Finance Minister Bill English said yesterday his party would veto the bill, sponsored by Labour MP Sue Moroney, that would increase the 14 weeks of paid leave to 26.

Mr English said the Government would have to borrow more money to fund it at a time when it was trying to reduce its deficit.

"We have maintained paid parental leave and we currently spend about $150 million [a year] on it," he said. "But we are still two or three years from getting out of the woods on the deficit so we think it is a bit soon to be trying to expand entitlements when our big challenge has been to maintain them as they are."


Under Parliament's rules, the Government can veto a bill if it is deemed to have more than a minor impact on government finances.

The bill was introduced to Parliament last week and had been expected to progress with the support of United Future leader Peter Dunne and other opposition parties.

Mr English said Labour specialised in trying to get political benefit without showing the real cost by saying it would take 10 years to implement.

"That's just misleading the public. The fact is doubling it will cost another $150 million a year. You'd have to borrow half a billion over the next three or four years. We're simply not willing to do that."

Expanding entitlements at this stage would be "getting a bit ahead of ourselves when we are still $10 billion away from clearing our overdraft".

"We've got to get on with that and be fair to everybody in achieving surplus and people can have those choices once we get there," the minister added.

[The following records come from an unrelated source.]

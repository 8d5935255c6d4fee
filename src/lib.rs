use chrono::Utc;
use config::Config;

pub mod api;
pub mod cache;
pub mod config;
pub mod error;
pub mod form;
pub mod handlers;
pub mod models;
pub mod result;
pub mod routes;
pub mod session;
pub mod utils;
pub mod views;

use api::GraphQlClient;
use cache::PostCache;
use error::Result;
use session::{FileTokenStorage, SessionStore, TokenStorage};

/// 客户端状态：会话与缓存只有这一个持有者，所有修改都经由 `&mut`
pub struct AppState {
    pub config: Config,
    pub api: GraphQlClient,
    pub session: SessionStore,
    pub cache: PostCache,
}

impl AppState {
    pub fn new(config: Config) -> Result<Self> {
        let storage = FileTokenStorage::new(config.token_path.clone());
        Self::with_storage(config, storage)
    }

    pub fn with_storage(config: Config, storage: impl TokenStorage + 'static) -> Result<Self> {
        let api = GraphQlClient::new(&config)?;
        let session = SessionStore::initialize(storage);
        Ok(Self {
            config,
            api,
            session,
            cache: PostCache::new(),
        })
    }

    /// 请求前检查令牌是否过期，过期则登出并不再附带令牌
    pub fn bearer(&mut self) -> Result<Option<String>> {
        self.session.expire_if_stale(Utc::now())?;
        Ok(self.session.token())
    }
}
use chrono::{DateTime, Utc};
use jsonwebtoken::{Algorithm, DecodingKey, Validation, decode};
use serde::{Deserialize, Serialize};

/// 服务器签发的令牌载荷
#[derive(Debug, Clone, Serialize, Deserialize)]
pub struct Claims {
    pub id: String,
    pub email: String,
    pub username: String,
    pub iat: i64, // 签发时间
    pub exp: i64, // 过期时间
}

/// 客户端没有服务器密钥，只解码载荷，不校验签名和过期
pub fn decode_token(token: &str) -> Result<Claims, jsonwebtoken::errors::Error> {
    let mut validation = Validation::new(Algorithm::HS256);
    validation.insecure_disable_signature_validation();
    validation.validate_exp = false;
    validation.validate_aud = false;
    validation.required_spec_claims.clear();

    let token_data = decode::<Claims>(token, &DecodingKey::from_secret(&[]), &validation)?;
    Ok(token_data.claims)
}

/// 生成类似 "2 hours ago" 的相对时间
pub fn from_now(timestamp: DateTime<Utc>, now: DateTime<Utc>) -> String {
    let seconds = (now - timestamp).num_seconds();
    let (past, seconds) = if seconds >= 0 {
        (true, seconds)
    } else {
        (false, -seconds)
    };

    let minutes = (seconds as f64 / 60.0).round() as i64;
    let hours = (seconds as f64 / 3600.0).round() as i64;
    let days = (seconds as f64 / 86400.0).round() as i64;

    let phrase = if seconds < 45 {
        "a few seconds".to_string()
    } else if seconds < 90 {
        "a minute".to_string()
    } else if minutes < 45 {
        format!("{} minutes", minutes)
    } else if minutes < 90 {
        "an hour".to_string()
    } else if hours < 22 {
        format!("{} hours", hours)
    } else if hours < 36 {
        "a day".to_string()
    } else if days < 26 {
        format!("{} days", days)
    } else if days < 45 {
        "a month".to_string()
    } else if days < 320 {
        format!("{} months", (days as f64 / 30.4).round() as i64)
    } else if days < 548 {
        "a year".to_string()
    } else {
        format!("{} years", (days as f64 / 365.0).round() as i64)
    };

    if past {
        format!("{} ago", phrase)
    } else {
        format!("in {}", phrase)
    }
}
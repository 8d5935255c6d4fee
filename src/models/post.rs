use std::fmt;

use chrono::{DateTime, Utc};
use serde::{Deserialize, Serialize};

/// 帖子 ID，由服务器分配
#[derive(Debug, Clone, Default, PartialEq, Eq, Hash, PartialOrd, Ord, Serialize, Deserialize)]
#[serde(transparent)]
pub struct PostId(pub String);

impl PostId {
    pub fn new(id: impl Into<String>) -> Self {
        PostId(id.into())
    }

    pub fn as_str(&self) -> &str {
        &self.0
    }
}

impl fmt::Display for PostId {
    fn fmt(&self, f: &mut fmt::Formatter<'_>) -> fmt::Result {
        f.write_str(&self.0)
    }
}

#[derive(Debug, Clone, PartialEq, Eq, Serialize, Deserialize)]
#[serde(rename_all = "camelCase")]
pub struct Like {
    pub id: String,
    pub username: String,
    #[serde(default, skip_serializing_if = "Option::is_none")]
    pub created_at: Option<DateTime<Utc>>,
}

#[derive(Debug, Clone, PartialEq, Eq, Serialize, Deserialize)]
#[serde(rename_all = "camelCase")]
pub struct Comment {
    pub id: String,
    pub body: String,
    pub created_at: DateTime<Utc>,
    pub username: String,
}

#[derive(Debug, Clone, PartialEq, Eq, Serialize, Deserialize)]
#[serde(rename_all = "camelCase")]
pub struct Post {
    pub id: PostId,
    pub body: String,
    pub created_at: DateTime<Utc>,
    pub username: String,
    pub like_count: u32,
    pub comment_count: u32,
    #[serde(default)]
    pub likes: Vec<Like>,
    #[serde(default)]
    pub comments: Vec<Comment>,
}

impl Post {
    /// 当前用户是否点过赞，每次读取时重新计算
    pub fn is_liked_by(&self, username: &str) -> bool {
        self.likes.iter().any(|like| like.username == username)
    }

    pub fn is_owned_by(&self, username: &str) -> bool {
        self.username == username
    }

    /// 将部分字段合并进来，未出现的字段保持原值
    pub fn merged(&self, patch: &PostPatch) -> Post {
        let mut next = self.clone();
        if let Some(body) = &patch.body {
            next.body = body.clone();
        }
        if let Some(likes) = &patch.likes {
            next.likes = likes.clone();
        }
        if let Some(like_count) = patch.like_count {
            next.like_count = like_count;
        }
        if let Some(comments) = &patch.comments {
            next.comments = comments.clone();
        }
        if let Some(comment_count) = patch.comment_count {
            next.comment_count = comment_count;
        }
        next
    }
}

/// likePost / createComment / deleteComment 返回的部分帖子
#[derive(Debug, Clone, Default, PartialEq, Eq, Deserialize)]
#[serde(rename_all = "camelCase")]
pub struct PostPatch {
    pub id: PostId,
    #[serde(default)]
    pub body: Option<String>,
    #[serde(default)]
    pub likes: Option<Vec<Like>>,
    #[serde(default)]
    pub like_count: Option<u32>,
    #[serde(default)]
    pub comments: Option<Vec<Comment>>,
    #[serde(default)]
    pub comment_count: Option<u32>,
}


#[cfg(test)]
mod tests {
    use super::fixtures::{comment, like, post};
    use super::*;
    use serde_json::json;

    #[test]
    fn liked_is_derived_from_viewer_username() {
        let mut p = post("1", "carol");
        p.likes = vec![like("alice")];
        p.like_count = 1;

        assert!(p.is_liked_by("alice"));
        assert!(!p.is_liked_by("bob"));
        assert_eq!(p.likes, vec![like("alice")]);
    }

    #[test]
    fn merge_only_touches_present_fields() {
        let mut p = post("1", "carol");
        p.comments = vec![comment("c1", "dave", "hi")];
        p.comment_count = 1;

        let patch = PostPatch {
            id: PostId::new("1"),
            likes: Some(vec![like("alice")]),
            like_count: Some(1),
            ..Default::default()
        };
        let merged = p.merged(&patch);

        assert_eq!(merged.like_count, 1);
        assert_eq!(merged.likes.len(), 1);
        assert_eq!(merged.comments, p.comments);
        assert_eq!(merged.body, p.body);
    }

    #[test]
    fn post_parses_from_camel_case_wire_format() {
        let p: Post = serde_json::from_value(json!({
            "id": "61a0",
            "body": "hello",
            "createdAt": "2021-11-19T12:34:56.789Z",
            "username": "alice",
            "likeCount": 0,
            "commentCount": 1,
            "likes": [],
            "comments": [{
                "id": "c1", "body": "first", "username": "bob",
                "createdAt": "2021-11-19T13:00:00.000Z"
            }]
        }))
        .unwrap();

        assert_eq!(p.id, PostId::new("61a0"));
        assert_eq!(p.comment_count, 1);
        assert_eq!(p.comments[0].username, "bob");
    }

    #[test]
    fn patch_parses_like_payload() {
        let patch: PostPatch = serde_json::from_value(json!({
            "id": "61a0",
            "likes": [{ "id": "l1", "username": "alice" }],
            "likeCount": 1
        }))
        .unwrap();

        assert_eq!(patch.like_count, Some(1));
        assert!(patch.comments.is_none());
    }
}
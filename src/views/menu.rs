use crate::models::Identity;
use crate::routes::Route;

/// 登录后显示用户名与 logout，未登录显示 home / login / register
pub fn render_menu(identity: Option<&Identity>, current: &Route) -> String {
    match identity {
        Some(identity) => format!("[{}]{:>width$}", identity.username, "logout", width = 40),
        None => {
            let active = current.menu_item();
            let item = |name: &str| {
                if name == active {
                    format!("[{}]", name)
                } else {
                    name.to_string()
                }
            };
            format!("{}    {}  {}", item("home"), item("login"), item("register"))
        }
    }
}
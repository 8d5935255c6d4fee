use crate::AppState;
use crate::api::schema::{
    CommentIdVariables, CommentVariables, CreateCommentData, DELETE_COMMENT_MUTATION,
    DeleteCommentData, SUBMIT_COMMENT_MUTATION,
};
use crate::cache::{MutationOutcome, PostCacheOperations};
use crate::error::Result;
use crate::form::CommentInput;
use crate::models::{PostId, PostPatch};

/// 输入为空白时不发请求，返回 None
pub async fn create_comment(
    state: &mut AppState,
    post_id: &PostId,
    input: &mut CommentInput,
) -> Result<Option<PostPatch>> {
    if !input.can_submit() {
        return Ok(None);
    }

    let token = state.bearer()?;
    let data: CreateCommentData = state
        .api
        .execute(
            SUBMIT_COMMENT_MUTATION,
            CommentVariables {
                post_id,
                body: &input.text,
            },
            token.as_deref(),
        )
        .await?;

    PostCacheOperations::apply(
        &mut state.cache,
        MutationOutcome::CommentCreated(data.create_comment.clone()),
    );
    input.reset();
    Ok(Some(data.create_comment))
}

pub async fn delete_comment(
    state: &mut AppState,
    post_id: &PostId,
    comment_id: &str,
) -> Result<PostPatch> {
    let token = state.bearer()?;
    let data: DeleteCommentData = state
        .api
        .execute(
            DELETE_COMMENT_MUTATION,
            CommentIdVariables {
                post_id,
                comment_id,
            },
            token.as_deref(),
        )
        .await?;

    PostCacheOperations::apply(
        &mut state.cache,
        MutationOutcome::CommentDeleted(data.delete_comment.clone()),
    );
    Ok(data.delete_comment)
}
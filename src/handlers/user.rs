use crate::AppState;
use crate::api::schema::{
    LOGIN_USER, LoginData, LoginVariables, REGISTER_USER, RegisterData, RegisterVariables,
};
use crate::error::{AppError, Result};
use crate::form::FormState;
use crate::models::{AuthPayload, Identity};
use crate::routes::{Navigation, Route};

/// 登录成功后写入会话并跳转首页；字段错误写回表单
pub async fn login(state: &mut AppState, form: &mut FormState) -> Result<Navigation> {
    let username = form.value("username").to_string();
    let password = form.value("password").to_string();
    let token = state.bearer()?;

    let result = state
        .api
        .execute::<_, LoginData>(
            LOGIN_USER,
            LoginVariables {
                username: &username,
                password: &password,
            },
            token.as_deref(),
        )
        .await
        .map(|data| data.login);

    establish_session(state, form, result)
}

pub async fn register(state: &mut AppState, form: &mut FormState) -> Result<Navigation> {
    let username = form.value("username").to_string();
    let email = form.value("email").to_string();
    let password = form.value("password").to_string();
    let confirm_password = form.value("confirmPassword").to_string();
    let token = state.bearer()?;

    let result = state
        .api
        .execute::<_, RegisterData>(
            REGISTER_USER,
            RegisterVariables {
                username: &username,
                email: &email,
                password: &password,
                confirm_password: &confirm_password,
            },
            token.as_deref(),
        )
        .await
        .map(|data| data.register);

    establish_session(state, form, result)
}

pub fn logout(state: &mut AppState) -> Result<()> {
    state.session.logout()
}

fn establish_session(
    state: &mut AppState,
    form: &mut FormState,
    result: Result<AuthPayload>,
) -> Result<Navigation> {
    let payload = match result {
        Ok(payload) => payload,
        Err(e) => {
            if let AppError::Validation(errors) = &e {
                form.set_errors(errors.clone());
            }
            return Err(e);
        }
    };

    let identity = Identity::from_auth_payload(payload)?;
    state.session.login(identity)?;
    form.clear_errors();
    Ok(Navigation::Redirect(Route::Home))
}
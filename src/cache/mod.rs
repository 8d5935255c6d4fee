// 缓存模块
// 归一化的帖子实体表、查询结果以及变更后的同步操作

pub mod keys;
pub mod models;
pub mod operations;
pub mod store;

pub use models::{CacheState, CachedQuery};
pub use operations::{MutationOutcome, PostCacheOperations};
pub use store::PostCache;
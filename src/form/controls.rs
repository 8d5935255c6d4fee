/// 评论输入框的临时状态
#[derive(Debug, Clone, Default, PartialEq, Eq)]
pub struct CommentInput {
    pub text: String,
    pub focused: bool,
}

impl CommentInput {
    pub fn new() -> Self {
        Self::default()
    }

    pub fn on_change(&mut self, text: impl Into<String>) {
        self.text = text.into();
        self.focused = true;
    }

    /// 去掉空白后为空时不允许提交
    pub fn can_submit(&self) -> bool {
        !self.text.trim().is_empty()
    }

    /// 提交成功后清空并失去焦点
    pub fn reset(&mut self) {
        self.text.clear();
        self.focused = false;
    }
}

/// 删除前的确认对话框
#[derive(Debug, Clone, Copy, Default, PartialEq, Eq)]
pub struct ConfirmDialog {
    open: bool,
}

impl ConfirmDialog {
    pub fn is_open(&self) -> bool {
        self.open
    }

    pub fn open(&mut self) {
        self.open = true;
    }

    pub fn close(&mut self) {
        self.open = false;
    }
}
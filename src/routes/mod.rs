//! 页面路由与登录守卫

use std::fmt;

use crate::models::{Identity, PostId};

#[derive(Debug, Clone, PartialEq, Eq)]
pub enum Route {
    Home,
    Login,
    Register,
    Post(PostId),
}

impl Route {
    /// 支持 `/`、`/login`、`/register`、`/posts/:postId`，其余返回 None
    pub fn parse(path: &str) -> Option<Route> {
        let trimmed = path.trim();
        let trimmed = if trimmed.len() > 1 {
            trimmed.trim_end_matches('/')
        } else {
            trimmed
        };

        match trimmed {
            "/" | "" => Some(Route::Home),
            "/login" => Some(Route::Login),
            "/register" => Some(Route::Register),
            other => {
                let post_id = other.strip_prefix("/posts/")?;
                if post_id.is_empty() || post_id.contains('/') {
                    None
                } else {
                    Some(Route::Post(PostId::new(post_id)))
                }
            }
        }
    }

    pub fn path(&self) -> String {
        match self {
            Route::Home => "/".to_string(),
            Route::Login => "/login".to_string(),
            Route::Register => "/register".to_string(),
            Route::Post(id) => format!("/posts/{}", id),
        }
    }

    /// 仅允许未登录用户访问
    pub fn unauthenticated_only(&self) -> bool {
        matches!(self, Route::Login | Route::Register)
    }

    /// 菜单栏高亮项：首页为 home，其余取去掉斜杠的路径
    pub fn menu_item(&self) -> String {
        match self {
            Route::Home => "home".to_string(),
            other => other.path().trim_start_matches('/').to_string(),
        }
    }
}

impl fmt::Display for Route {
    fn fmt(&self, f: &mut fmt::Formatter<'_>) -> fmt::Result {
        f.write_str(&self.path())
    }
}

#[derive(Debug, Clone, PartialEq, Eq)]
pub enum Navigation {
    Render(Route),
    Redirect(Route),
}

impl Navigation {
    pub fn target(&self) -> &Route {
        match self {
            Navigation::Render(route) | Navigation::Redirect(route) => route,
        }
    }
}

/// 已登录用户访问登录/注册页时重定向到首页
pub fn guard(route: Route, identity: Option<&Identity>) -> Navigation {
    if route.unauthenticated_only() && identity.is_some() {
        Navigation::Redirect(Route::Home)
    } else {
        Navigation::Render(route)
    }
}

Ms Moroney said the Government was putting forward a worst-case scenario to support its claim that more paid leave for parents was unaffordable.

She had looked into the cost, and the cumulative amount was about $80 million over a three-year period.


"The Government is using an inflated figure of $150 million ... they've been rather disingenuous."

Ms Moroney said she did not believe the Government had factored in the tax from parental leave payments, or the savings from paying less in childcare subsidies.

The bill is structured so the period would be extended by four weeks a year for three years.

Ms Moroney did not know the number of babies who would not use the childcare subsidy as a result of extended leave, but had made a "very conservative assumption" that about half the families would use paid childcare.

"On that basis, it would bring the cost for each four-weekly tranche down to about $25 million-$28 million," she said. "Not only is it affordable, but actually I believe that the cost-benefit ratio would be very, very positive. For investing amounts of about $25 million-$28 million for 26,000 families for four weeks more paid parental leave, the benefits far outweigh the costs."

Ms Moroney said the main intention was to make progress on leave.

* Bill would increase paid parental leave to 26 weeks.
* National says that would double cost of policy to $300 million a year.
* Labour sponsor Sue Moroney says figure is inflated.